The breed had other names, depending on the locality. However, in the 1800's the name Border Terrier triumphed because of its long association with the Border Foxhounds and the fact that the breed had been kept pure by the Robeson and Dodd families. Although it is generally accepted that they are related, the Border has no resemblance to the present day Bedlingtons and Dandie Dinmonts. Today one will occasionally see a Border that has the soft topknot characteristic of those two breeds.
The American standard is a more explicit and descriptive copy of the British standard. It is intended to be a word-picture of the ideal Border Terrier.
He is an active terrier of medium bone, strongly put together, suggesting endurance and agility, but rather narrow in shoulder, body and quarter. The body is covered with a somewhat broken though close-fitting and intensely wiry jacket. The characteristic "otter" head with its keen eye, combined with a body poise which is "at the alert" , gives a look of fearless and implacable determination characteristic of the breed.

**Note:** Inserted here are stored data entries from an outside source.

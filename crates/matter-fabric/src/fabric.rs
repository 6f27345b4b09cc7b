//! The `Fabric` record (spec.md §3).

use matter_types::{FabricIndex, NodeId, VendorId};

/// A joined administrative domain. See spec.md §3 for the invariants:
/// `(rootPublicKey, fabricId)` unique per node, `fabricIndex` stable across
/// restarts, `operationalIdentityProtectionKey` immutable for the fabric's
/// life.
#[derive(Debug, Clone, PartialEq, Eq)]
pub struct Fabric {
    pub fabric_index: FabricIndex,
    pub fabric_id: u64,
    pub root_public_key: Vec<u8>,
    pub root_vendor_id: VendorId,
    pub compressed_fabric_id: [u8; 8],
    pub node_id: NodeId,
    pub operational_identity_protection_key: [u8; 16],
    pub noc: Vec<u8>,
    pub icac: Option<Vec<u8>>,
    pub rcac: Vec<u8>,
    pub label: String,
}

impl Fabric {
    /// `(rootPublicKey, fabricId)` — the tuple spec.md §3 requires unique
    /// per node.
    pub fn identity_key(&self) -> (&[u8], u64) {
        (&self.root_public_key, self.fabric_id)
    }
}
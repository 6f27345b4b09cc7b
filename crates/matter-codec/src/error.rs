#[derive(Debug, thiserror::Error, PartialEq, Eq)]
pub enum CodecError {
    #[error("buffer too short: need at least {need} bytes, have {have}")]
    Truncated { need: usize, have: usize },
    #[error("unsupported message format version {0}")]
    UnsupportedVersion(u8),
    #[error("payload of {len} bytes exceeds the {limit} byte limit for this channel")]
    PayloadTooLarge { len: usize, limit: usize },
    #[error("malformed security flags byte {0:#04x}")]
    MalformedSecurityFlags(u8),
}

Since the Border Terrier is a working terrier of a size to go to ground and able, within reason, to follow a horse, his conformation should be such that he be ideally built to do his job. No deviations from this ideal conformation should be permitted, which would impair his usefulness in running his quarry to earth and in bolting it therefrom. For this work he must e alert, active and agile, and capable of squeezing through narrow apertures and rapidly traversing any kind of terrain. His head, "like that of an otter", is distinctive, and his temperament ideally exemplifies that of a terrier. By nature he is good-tempered, affectionate, obedient, and easily trained. In the field he is hard as nails, "game as they come" and driving in attack. It should be the aim of Border Terrier breeders to avoid overemphasis of any point in the standard as might lead to unbalanced exaggeration.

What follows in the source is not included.